__Problem to solve__
Determine which lines of the records include the word "next", and copy them.
========================================================================
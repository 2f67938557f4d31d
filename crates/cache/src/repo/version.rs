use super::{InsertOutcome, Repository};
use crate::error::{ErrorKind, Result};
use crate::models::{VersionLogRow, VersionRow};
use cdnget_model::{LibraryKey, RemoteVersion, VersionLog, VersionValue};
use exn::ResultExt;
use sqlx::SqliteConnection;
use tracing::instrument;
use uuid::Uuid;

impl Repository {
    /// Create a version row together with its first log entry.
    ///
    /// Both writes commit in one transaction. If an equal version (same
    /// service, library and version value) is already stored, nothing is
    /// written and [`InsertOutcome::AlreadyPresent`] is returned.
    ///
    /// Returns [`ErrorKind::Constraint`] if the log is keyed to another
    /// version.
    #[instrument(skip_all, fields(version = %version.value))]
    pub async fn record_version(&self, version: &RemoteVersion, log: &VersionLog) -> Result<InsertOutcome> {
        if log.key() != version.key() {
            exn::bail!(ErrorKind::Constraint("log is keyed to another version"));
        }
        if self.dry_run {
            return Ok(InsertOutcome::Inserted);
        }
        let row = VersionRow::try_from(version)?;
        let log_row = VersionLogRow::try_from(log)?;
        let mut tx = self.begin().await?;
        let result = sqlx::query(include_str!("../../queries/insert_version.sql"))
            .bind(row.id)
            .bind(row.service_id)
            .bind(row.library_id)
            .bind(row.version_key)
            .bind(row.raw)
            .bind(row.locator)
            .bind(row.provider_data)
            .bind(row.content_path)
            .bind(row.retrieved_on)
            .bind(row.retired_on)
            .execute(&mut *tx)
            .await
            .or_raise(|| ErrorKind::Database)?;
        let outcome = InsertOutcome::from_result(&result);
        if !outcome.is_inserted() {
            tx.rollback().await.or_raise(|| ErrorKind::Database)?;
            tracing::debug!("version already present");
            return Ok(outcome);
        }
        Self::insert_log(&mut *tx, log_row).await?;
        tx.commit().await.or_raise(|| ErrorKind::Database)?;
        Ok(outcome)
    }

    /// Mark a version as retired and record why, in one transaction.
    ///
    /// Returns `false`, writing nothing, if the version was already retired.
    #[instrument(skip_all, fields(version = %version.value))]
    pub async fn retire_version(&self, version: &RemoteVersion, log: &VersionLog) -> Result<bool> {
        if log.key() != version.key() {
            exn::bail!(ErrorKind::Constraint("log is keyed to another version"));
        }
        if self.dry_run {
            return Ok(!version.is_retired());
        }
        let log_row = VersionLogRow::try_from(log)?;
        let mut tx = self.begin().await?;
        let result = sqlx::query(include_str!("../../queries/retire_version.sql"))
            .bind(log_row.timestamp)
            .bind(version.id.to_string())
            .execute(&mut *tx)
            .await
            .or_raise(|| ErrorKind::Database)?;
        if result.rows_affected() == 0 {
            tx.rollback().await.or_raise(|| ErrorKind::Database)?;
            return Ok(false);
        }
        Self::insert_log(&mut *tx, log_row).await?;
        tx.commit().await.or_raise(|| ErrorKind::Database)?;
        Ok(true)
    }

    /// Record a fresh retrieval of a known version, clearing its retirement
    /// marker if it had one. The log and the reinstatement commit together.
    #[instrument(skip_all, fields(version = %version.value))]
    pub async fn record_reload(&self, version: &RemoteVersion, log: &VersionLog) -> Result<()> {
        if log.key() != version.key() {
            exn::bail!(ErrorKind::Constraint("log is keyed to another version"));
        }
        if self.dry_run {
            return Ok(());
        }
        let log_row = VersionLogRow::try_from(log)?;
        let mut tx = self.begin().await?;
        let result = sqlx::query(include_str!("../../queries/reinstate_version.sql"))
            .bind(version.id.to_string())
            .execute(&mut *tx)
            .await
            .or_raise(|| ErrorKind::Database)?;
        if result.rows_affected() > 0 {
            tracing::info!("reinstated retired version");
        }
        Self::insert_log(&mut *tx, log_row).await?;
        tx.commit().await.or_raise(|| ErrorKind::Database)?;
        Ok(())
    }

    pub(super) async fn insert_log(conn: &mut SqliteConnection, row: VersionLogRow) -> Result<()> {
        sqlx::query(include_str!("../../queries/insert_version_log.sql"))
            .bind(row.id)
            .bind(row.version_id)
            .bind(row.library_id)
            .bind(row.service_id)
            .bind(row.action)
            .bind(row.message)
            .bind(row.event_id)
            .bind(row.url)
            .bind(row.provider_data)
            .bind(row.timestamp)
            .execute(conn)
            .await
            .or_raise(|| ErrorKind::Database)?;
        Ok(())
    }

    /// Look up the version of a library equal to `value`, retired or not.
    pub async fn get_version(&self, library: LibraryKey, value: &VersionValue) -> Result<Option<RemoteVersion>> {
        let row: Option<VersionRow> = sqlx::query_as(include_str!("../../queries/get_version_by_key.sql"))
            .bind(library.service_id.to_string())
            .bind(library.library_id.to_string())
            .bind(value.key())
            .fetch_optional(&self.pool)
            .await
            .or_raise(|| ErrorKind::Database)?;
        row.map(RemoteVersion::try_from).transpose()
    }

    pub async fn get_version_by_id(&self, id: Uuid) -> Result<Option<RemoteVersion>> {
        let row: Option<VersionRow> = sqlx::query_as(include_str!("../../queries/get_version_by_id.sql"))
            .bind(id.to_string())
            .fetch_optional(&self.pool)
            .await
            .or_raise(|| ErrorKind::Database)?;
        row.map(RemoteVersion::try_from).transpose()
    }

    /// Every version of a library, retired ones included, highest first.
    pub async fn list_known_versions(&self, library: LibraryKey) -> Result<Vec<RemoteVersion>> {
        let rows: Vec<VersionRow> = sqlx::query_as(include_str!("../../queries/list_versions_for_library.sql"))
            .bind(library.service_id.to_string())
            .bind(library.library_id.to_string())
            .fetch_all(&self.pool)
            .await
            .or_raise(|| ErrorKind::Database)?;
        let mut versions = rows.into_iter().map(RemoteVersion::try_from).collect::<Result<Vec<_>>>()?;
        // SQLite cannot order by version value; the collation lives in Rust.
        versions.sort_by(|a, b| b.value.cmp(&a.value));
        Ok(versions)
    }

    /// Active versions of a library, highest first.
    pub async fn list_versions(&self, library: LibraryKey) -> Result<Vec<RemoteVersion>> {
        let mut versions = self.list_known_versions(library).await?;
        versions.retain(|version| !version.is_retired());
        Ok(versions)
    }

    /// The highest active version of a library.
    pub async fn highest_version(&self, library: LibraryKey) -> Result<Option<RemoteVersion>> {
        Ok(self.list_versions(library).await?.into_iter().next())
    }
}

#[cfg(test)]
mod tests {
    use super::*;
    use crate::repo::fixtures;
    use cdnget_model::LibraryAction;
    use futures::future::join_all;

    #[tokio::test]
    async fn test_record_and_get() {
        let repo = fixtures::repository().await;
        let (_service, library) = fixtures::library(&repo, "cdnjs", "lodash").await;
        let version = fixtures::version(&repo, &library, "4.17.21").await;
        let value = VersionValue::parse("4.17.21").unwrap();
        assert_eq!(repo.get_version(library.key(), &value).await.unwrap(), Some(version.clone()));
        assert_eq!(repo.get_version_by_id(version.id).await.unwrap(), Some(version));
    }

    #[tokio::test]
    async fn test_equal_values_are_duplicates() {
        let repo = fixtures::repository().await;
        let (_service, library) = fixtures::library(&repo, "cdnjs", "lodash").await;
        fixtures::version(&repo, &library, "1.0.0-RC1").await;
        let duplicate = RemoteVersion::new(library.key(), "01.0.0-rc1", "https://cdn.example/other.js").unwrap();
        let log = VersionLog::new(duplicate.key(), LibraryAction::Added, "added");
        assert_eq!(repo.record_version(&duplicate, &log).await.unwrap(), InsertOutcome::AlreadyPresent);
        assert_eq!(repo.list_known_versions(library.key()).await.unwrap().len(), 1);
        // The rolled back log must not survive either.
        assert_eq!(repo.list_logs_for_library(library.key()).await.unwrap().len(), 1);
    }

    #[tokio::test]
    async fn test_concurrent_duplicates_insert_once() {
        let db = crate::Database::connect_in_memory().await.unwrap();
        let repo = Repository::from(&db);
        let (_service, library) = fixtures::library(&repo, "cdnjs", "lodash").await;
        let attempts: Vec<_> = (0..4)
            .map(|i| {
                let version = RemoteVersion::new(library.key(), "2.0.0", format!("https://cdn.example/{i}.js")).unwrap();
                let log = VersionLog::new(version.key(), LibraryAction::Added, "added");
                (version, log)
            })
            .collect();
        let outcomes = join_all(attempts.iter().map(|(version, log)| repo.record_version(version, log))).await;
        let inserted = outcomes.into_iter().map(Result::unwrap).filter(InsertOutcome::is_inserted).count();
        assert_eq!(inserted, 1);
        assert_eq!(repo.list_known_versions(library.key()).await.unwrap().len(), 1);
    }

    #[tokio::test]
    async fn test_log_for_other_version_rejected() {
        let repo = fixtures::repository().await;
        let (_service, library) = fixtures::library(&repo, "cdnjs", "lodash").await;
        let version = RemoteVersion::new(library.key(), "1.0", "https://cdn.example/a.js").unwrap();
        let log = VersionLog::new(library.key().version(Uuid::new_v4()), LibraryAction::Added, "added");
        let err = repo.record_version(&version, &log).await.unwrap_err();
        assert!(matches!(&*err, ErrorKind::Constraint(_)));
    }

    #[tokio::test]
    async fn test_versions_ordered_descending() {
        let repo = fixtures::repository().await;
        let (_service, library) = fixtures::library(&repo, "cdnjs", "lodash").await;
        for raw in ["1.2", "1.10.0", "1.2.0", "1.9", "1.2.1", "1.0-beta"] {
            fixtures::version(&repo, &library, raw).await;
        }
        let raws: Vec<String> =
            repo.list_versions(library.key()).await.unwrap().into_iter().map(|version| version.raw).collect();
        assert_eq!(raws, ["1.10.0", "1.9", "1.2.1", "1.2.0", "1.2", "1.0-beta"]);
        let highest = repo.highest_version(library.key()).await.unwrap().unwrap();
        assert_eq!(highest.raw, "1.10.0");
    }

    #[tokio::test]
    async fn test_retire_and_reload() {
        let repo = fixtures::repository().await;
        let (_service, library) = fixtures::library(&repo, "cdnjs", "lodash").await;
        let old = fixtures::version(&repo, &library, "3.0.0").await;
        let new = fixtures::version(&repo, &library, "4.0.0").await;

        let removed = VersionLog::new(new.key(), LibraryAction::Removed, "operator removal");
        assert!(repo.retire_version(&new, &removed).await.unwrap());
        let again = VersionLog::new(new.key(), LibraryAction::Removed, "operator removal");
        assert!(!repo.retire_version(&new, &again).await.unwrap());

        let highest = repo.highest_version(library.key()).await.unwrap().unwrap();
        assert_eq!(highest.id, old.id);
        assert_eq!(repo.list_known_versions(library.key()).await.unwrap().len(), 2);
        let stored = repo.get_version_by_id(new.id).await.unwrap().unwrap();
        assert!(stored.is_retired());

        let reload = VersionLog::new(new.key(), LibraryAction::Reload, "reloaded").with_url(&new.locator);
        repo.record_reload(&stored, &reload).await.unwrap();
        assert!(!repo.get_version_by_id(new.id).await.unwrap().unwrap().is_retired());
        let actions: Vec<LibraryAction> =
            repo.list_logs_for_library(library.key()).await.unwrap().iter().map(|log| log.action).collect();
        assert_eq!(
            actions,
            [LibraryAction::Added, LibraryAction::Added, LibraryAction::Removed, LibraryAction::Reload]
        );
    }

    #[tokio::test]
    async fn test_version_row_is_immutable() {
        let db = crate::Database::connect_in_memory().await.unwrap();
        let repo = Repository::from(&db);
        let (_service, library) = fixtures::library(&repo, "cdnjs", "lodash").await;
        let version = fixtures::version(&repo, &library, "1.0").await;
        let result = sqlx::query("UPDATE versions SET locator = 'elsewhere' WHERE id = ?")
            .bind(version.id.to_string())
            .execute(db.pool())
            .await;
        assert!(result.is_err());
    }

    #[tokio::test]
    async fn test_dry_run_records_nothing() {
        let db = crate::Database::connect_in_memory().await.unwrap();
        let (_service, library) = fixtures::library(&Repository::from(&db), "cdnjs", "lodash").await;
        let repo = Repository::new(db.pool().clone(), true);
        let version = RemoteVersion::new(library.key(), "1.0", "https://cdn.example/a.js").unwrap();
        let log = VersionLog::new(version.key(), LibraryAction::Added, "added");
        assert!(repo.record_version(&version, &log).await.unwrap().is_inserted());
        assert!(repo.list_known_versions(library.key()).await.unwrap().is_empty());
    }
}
========================================================================
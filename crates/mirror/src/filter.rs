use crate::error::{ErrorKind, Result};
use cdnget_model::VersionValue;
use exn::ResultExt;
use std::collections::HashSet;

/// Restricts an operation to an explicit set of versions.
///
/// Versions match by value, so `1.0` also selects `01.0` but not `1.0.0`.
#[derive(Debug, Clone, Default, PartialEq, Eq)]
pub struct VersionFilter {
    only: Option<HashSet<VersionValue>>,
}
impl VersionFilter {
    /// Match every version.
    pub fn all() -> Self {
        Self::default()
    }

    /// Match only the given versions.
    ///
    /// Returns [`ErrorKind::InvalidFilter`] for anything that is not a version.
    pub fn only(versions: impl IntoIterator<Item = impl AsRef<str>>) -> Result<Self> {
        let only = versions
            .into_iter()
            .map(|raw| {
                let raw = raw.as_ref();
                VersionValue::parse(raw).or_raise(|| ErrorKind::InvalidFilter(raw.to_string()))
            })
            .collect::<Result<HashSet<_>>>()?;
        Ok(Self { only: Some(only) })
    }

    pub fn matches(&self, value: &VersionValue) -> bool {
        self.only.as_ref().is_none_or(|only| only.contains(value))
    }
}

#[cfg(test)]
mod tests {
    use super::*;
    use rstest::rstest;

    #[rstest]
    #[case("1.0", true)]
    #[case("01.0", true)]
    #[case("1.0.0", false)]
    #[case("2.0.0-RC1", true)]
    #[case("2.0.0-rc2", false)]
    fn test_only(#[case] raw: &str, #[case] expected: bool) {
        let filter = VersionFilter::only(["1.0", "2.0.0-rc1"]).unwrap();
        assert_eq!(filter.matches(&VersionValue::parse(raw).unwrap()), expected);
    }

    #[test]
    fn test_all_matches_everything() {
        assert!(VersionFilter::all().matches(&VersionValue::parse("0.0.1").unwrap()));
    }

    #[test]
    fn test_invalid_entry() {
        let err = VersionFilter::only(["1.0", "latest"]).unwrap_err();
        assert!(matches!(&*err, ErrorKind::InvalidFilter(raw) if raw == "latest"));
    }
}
========================================================================
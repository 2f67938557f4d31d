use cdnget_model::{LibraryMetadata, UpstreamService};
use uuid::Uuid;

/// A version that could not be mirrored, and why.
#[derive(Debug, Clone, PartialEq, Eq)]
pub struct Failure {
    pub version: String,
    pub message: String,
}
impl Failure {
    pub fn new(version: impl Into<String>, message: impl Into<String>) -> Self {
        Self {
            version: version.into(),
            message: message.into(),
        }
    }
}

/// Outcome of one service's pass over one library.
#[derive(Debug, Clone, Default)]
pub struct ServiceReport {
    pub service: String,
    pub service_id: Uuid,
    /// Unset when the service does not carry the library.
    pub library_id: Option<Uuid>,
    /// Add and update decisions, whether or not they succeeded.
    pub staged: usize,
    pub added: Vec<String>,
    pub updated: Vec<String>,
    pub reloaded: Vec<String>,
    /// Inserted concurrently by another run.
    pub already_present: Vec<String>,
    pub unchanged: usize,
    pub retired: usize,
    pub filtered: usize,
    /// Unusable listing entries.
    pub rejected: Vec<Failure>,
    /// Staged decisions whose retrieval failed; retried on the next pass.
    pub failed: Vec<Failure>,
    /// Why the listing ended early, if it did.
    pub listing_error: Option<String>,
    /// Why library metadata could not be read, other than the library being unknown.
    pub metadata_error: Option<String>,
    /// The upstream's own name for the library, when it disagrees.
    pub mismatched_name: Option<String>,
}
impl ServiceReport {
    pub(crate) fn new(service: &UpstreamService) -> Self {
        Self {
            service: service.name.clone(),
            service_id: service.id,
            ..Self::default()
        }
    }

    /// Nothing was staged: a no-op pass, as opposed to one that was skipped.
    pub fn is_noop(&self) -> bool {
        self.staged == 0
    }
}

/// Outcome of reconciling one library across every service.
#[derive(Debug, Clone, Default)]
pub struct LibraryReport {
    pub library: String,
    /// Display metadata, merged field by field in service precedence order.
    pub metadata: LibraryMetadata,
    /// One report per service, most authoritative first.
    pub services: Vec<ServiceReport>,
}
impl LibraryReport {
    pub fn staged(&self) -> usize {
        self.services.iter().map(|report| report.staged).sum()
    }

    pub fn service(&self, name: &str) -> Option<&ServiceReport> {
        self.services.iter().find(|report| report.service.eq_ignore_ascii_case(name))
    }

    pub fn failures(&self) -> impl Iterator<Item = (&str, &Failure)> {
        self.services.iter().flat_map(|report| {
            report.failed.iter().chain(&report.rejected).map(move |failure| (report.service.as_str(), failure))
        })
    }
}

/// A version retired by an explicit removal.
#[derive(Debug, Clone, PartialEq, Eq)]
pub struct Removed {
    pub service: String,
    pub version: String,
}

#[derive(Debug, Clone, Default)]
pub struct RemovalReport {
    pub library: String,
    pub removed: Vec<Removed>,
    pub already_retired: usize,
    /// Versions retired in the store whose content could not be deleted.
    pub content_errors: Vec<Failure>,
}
========================================================================
__Task output__
        Ok(self.list_versions(library).await?.into_iter().next())
    /// Staged decisions whose retrieval failed; retried on the next pass.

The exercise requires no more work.